All this, while inspiring the beleaguered staff left behind after last year’s clean-out.
Before Picken takes up the job in September, Sony is under pressure to first release the findings of its investigation into the company’s culture, to give its new CEO the clear air she will need to start afresh.
To date, the company has been dragging its feet concerning the report, fearing media backlash and further damage to its battered brand.
DAY JURY TO CONSIDER 11 DIRECTIONS
THE six-week trial of singer Guy Sebastian’s former manager Titus Day is expected to wind up on Monday when the defence closes its case and the jury adjourns to consider its verdict.

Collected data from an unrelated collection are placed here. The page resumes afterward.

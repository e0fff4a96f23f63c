//! Storefront configuration loaded from environment variables.
//!
//! # Environment Variables
//!
//! ## Required
//! - `GLOWCART_RECORDS_URL` - Base URL of the user/order record store
//!
//! ## Optional
//! - `GLOWCART_CATALOG_URL` - Skincare product API (default: <https://skincare-api-psi.vercel.app>)
//! - `GLOWCART_HTTP_TIMEOUT_SECS` - Per-request timeout (default: 15)
//! - `GLOWCART_CATALOG_TTL_SECS` - Product cache lifetime (default: 300)
//! - `GLOWCART_PAGE_SIZE` - Rows per dashboard page (default: 5)
//! - `SENTRY_DSN` - Sentry error tracking DSN
//! - `SENTRY_ENVIRONMENT` - Sentry environment name

use std::num::NonZeroUsize;
use std::str::FromStr;
use std::time::Duration;

use thiserror::Error;
use url::Url;

const DEFAULT_CATALOG_URL: &str = "https://skincare-api-psi.vercel.app";
const DEFAULT_HTTP_TIMEOUT_SECS: &str = "15";
const DEFAULT_CATALOG_TTL_SECS: &str = "300";
const DEFAULT_PAGE_SIZE: &str = "5";

/// Configuration errors that can occur during loading.
#[derive(Debug, Error)]
pub enum ConfigError {
    #[error("Missing environment variable: {0}")]
    MissingEnvVar(String),
    #[error("Invalid environment variable {0}: {1}")]
    InvalidEnvVar(String, String),
}

/// Storefront client configuration.
#[derive(Debug, Clone)]
pub struct StorefrontConfig {
    /// Base URL of the record store serving `/orders` and `/users`
    pub records_url: Url,
    /// Product catalog configuration
    pub catalog: CatalogConfig,
    /// Timeout applied to every HTTP request
    pub http_timeout: Duration,
    /// Rows per page in dashboard listings
    pub page_size: NonZeroUsize,
    /// Sentry DSN for error tracking
    pub sentry_dsn: Option<String>,
    /// Sentry environment name
    pub sentry_environment: Option<String>,
}

/// Skincare product API configuration.
#[derive(Debug, Clone)]
pub struct CatalogConfig {
    /// Base URL; products are served from `{base_url}/api/data`
    pub base_url: Url,
    /// How long a fetched product list stays cached
    pub cache_ttl: Duration,
}

impl StorefrontConfig {
    /// Load configuration from environment variables.
    ///
    /// Calls `dotenvy::dotenv()` to load from `.env` file if present.
    ///
    /// # Errors
    ///
    /// Returns `ConfigError` if required variables are missing or invalid.
    pub fn from_env() -> Result<Self, ConfigError> {
        // Load .env file if present (ignore errors if not found)
        let _ = dotenvy::dotenv();
        Self::from_lookup(|key| std::env::var(key).ok())
    }

    /// Load configuration from an arbitrary key lookup.
    ///
    /// # Errors
    ///
    /// Returns `ConfigError` if required variables are missing or invalid.
    pub fn from_lookup(lookup: impl Fn(&str) -> Option<String>) -> Result<Self, ConfigError> {
        let records_url = parse_base_url(
            "GLOWCART_RECORDS_URL",
            &get_required_env(&lookup, "GLOWCART_RECORDS_URL")?,
        )?;
        let catalog = CatalogConfig {
            base_url: parse_base_url(
                "GLOWCART_CATALOG_URL",
                &get_env_or_default(&lookup, "GLOWCART_CATALOG_URL", DEFAULT_CATALOG_URL),
            )?,
            cache_ttl: Duration::from_secs(get_parsed_env(
                &lookup,
                "GLOWCART_CATALOG_TTL_SECS",
                DEFAULT_CATALOG_TTL_SECS,
            )?),
        };
        let http_timeout = Duration::from_secs(get_parsed_env(
            &lookup,
            "GLOWCART_HTTP_TIMEOUT_SECS",
            DEFAULT_HTTP_TIMEOUT_SECS,
        )?);
        let page_size = get_parsed_env(&lookup, "GLOWCART_PAGE_SIZE", DEFAULT_PAGE_SIZE)?;

        Ok(Self {
            records_url,
            catalog,
            http_timeout,
            page_size,
            sentry_dsn: lookup("SENTRY_DSN"),
            sentry_environment: lookup("SENTRY_ENVIRONMENT"),
        })
    }
}

// =============================================================================
// Helper Functions
// =============================================================================

/// Get a required environment variable.
fn get_required_env(
    lookup: &impl Fn(&str) -> Option<String>,
    key: &str,
) -> Result<String, ConfigError> {
    lookup(key).ok_or_else(|| ConfigError::MissingEnvVar(key.to_string()))
}

/// Get an environment variable with a default value.
fn get_env_or_default(
    lookup: &impl Fn(&str) -> Option<String>,
    key: &str,
    default: &str,
) -> String {
    lookup(key).unwrap_or_else(|| default.to_string())
}

/// Get an environment variable parsed into `T`, falling back to `default`.
fn get_parsed_env<T>(
    lookup: &impl Fn(&str) -> Option<String>,
    key: &str,
    default: &str,
) -> Result<T, ConfigError>
where
    T: FromStr,
    T::Err: std::fmt::Display,
{
    get_env_or_default(lookup, key, default)
        .trim()
        .parse::<T>()
        .map_err(|e| ConfigError::InvalidEnvVar(key.to_string(), e.to_string()))
}

/// Parse an HTTP(S) base URL that paths can be appended to.
fn parse_base_url(key: &str, value: &str) -> Result<Url, ConfigError> {
    let url = Url::parse(value.trim())
        .map_err(|e| ConfigError::InvalidEnvVar(key.to_string(), e.to_string()))?;

    if !matches!(url.scheme(), "http" | "https") {
        return Err(ConfigError::InvalidEnvVar(
            key.to_string(),
            format!("unsupported scheme '{}'", url.scheme()),
        ));
    }
    if url.cannot_be_a_base() {
        return Err(ConfigError::InvalidEnvVar(
            key.to_string(),
            "must be a base URL".to_string(),
        ));
    }

    Ok(url)
}

#[cfg(test)]
#[allow(clippy::unwrap_used)]
mod tests {
    use std::collections::HashMap;

    use super::*;

    fn lookup_from(pairs: &[(&str, &str)]) -> impl Fn(&str) -> Option<String> {
        let map: HashMap<String, String> = pairs
            .iter()
            .map(|(k, v)| ((*k).to_string(), (*v).to_string()))
            .collect();
        move |key| map.get(key).cloned()
    }

    #[test]
    fn test_defaults_applied() {
        let config = StorefrontConfig::from_lookup(lookup_from(&[(
            "GLOWCART_RECORDS_URL",
            "https://records.example.com/api/v1",
        )]))
        .unwrap();

        assert_eq!(config.records_url.as_str(), "https://records.example.com/api/v1");
        assert_eq!(config.catalog.base_url.as_str(), "https://skincare-api-psi.vercel.app/");
        assert_eq!(config.catalog.cache_ttl, Duration::from_secs(300));
        assert_eq!(config.http_timeout, Duration::from_secs(15));
        assert_eq!(config.page_size.get(), 5);
        assert!(config.sentry_dsn.is_none());
    }

    #[test]
    fn test_missing_records_url() {
        let err = StorefrontConfig::from_lookup(lookup_from(&[])).unwrap_err();
        assert!(matches!(err, ConfigError::MissingEnvVar(key) if key == "GLOWCART_RECORDS_URL"));
    }

    #[test]
    fn test_rejects_zero_page_size() {
        let err = StorefrontConfig::from_lookup(lookup_from(&[
            ("GLOWCART_RECORDS_URL", "http://localhost:4000"),
            ("GLOWCART_PAGE_SIZE", "0"),
        ]))
        .unwrap_err();
        assert!(matches!(err, ConfigError::InvalidEnvVar(key, _) if key == "GLOWCART_PAGE_SIZE"));
    }

    #[test]
    fn test_rejects_non_numeric_timeout() {
        let err = StorefrontConfig::from_lookup(lookup_from(&[
            ("GLOWCART_RECORDS_URL", "http://localhost:4000"),
            ("GLOWCART_HTTP_TIMEOUT_SECS", "soon"),
        ]))
        .unwrap_err();
        assert!(matches!(err, ConfigError::InvalidEnvVar(_, _)));
    }

    #[test]
    fn test_parse_base_url_rejects_non_http() {
        assert!(parse_base_url("TEST", "ftp://example.com").is_err());
        assert!(parse_base_url("TEST", "mailto:someone@example.com").is_err());
        assert!(parse_base_url("TEST", "not a url").is_err());
        assert!(parse_base_url("TEST", " https://example.com/api ").is_ok());
    }
}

After frequent breaks during the embezzlement trial, during which the jury was asked repeatedly to step out of the courtroom so that Judge Tim Gartelmann might consult with Crown prosecutor David Morters and defence barrister Dominic Toomey SC on matters concerning law, on Friday Gartelmann handed down a list of 11 directions after first issuing the jury with a “customary apology for the late start” due to further prolonged legal debate.
“I now wish to give you some directions concerning submissions the Crown made in its closing address (presented Wednesday and Thursday prior),” the judge began.
Repeatedly he advised the jury to “disregard submissions the Crown made”.
The first concerned Morters’ claim there “had been no explanation for certain matters”. This the jury was told to disregard.
Secondly the jury was told to disregard the Crown’s assertion it “would draw conclusions from propositions counsel put to witnesses”. This was not evidence, the judge told the jury.
Directions 3 to 5 concerned “the state of mind of the accused”, explanations from Day given to police in the police interview that might have been unknowingly false but did not constitute a lie “which was not evidence of guilt” and the Crown’s submission the accused had some “practice” concerning similarities of counts.
Direction 6 related to the need to focus on the evidence: “You cannot act on speculation at all. You must act on the evidence alone.”
Directions 7 and 8 related to the bearing of one count on another that the Crown had called “anomalous” and the agreed facts concerning a Dalton House payment.
Direction 9 and 10 concerned the Crown’s “misstatement” of facts concerning contra and Premier Music Royalty payments: “The Crown sought to correct this … but that did not rectify the misstatement,” Gartelmann said.
The final direction concerned a sum of money the accused paid to the Federal Court as part of civil proceedings.
“There has been no determination in the Federal Court that either party owes any money,” Gartelmann said as those proceedings had been stayed.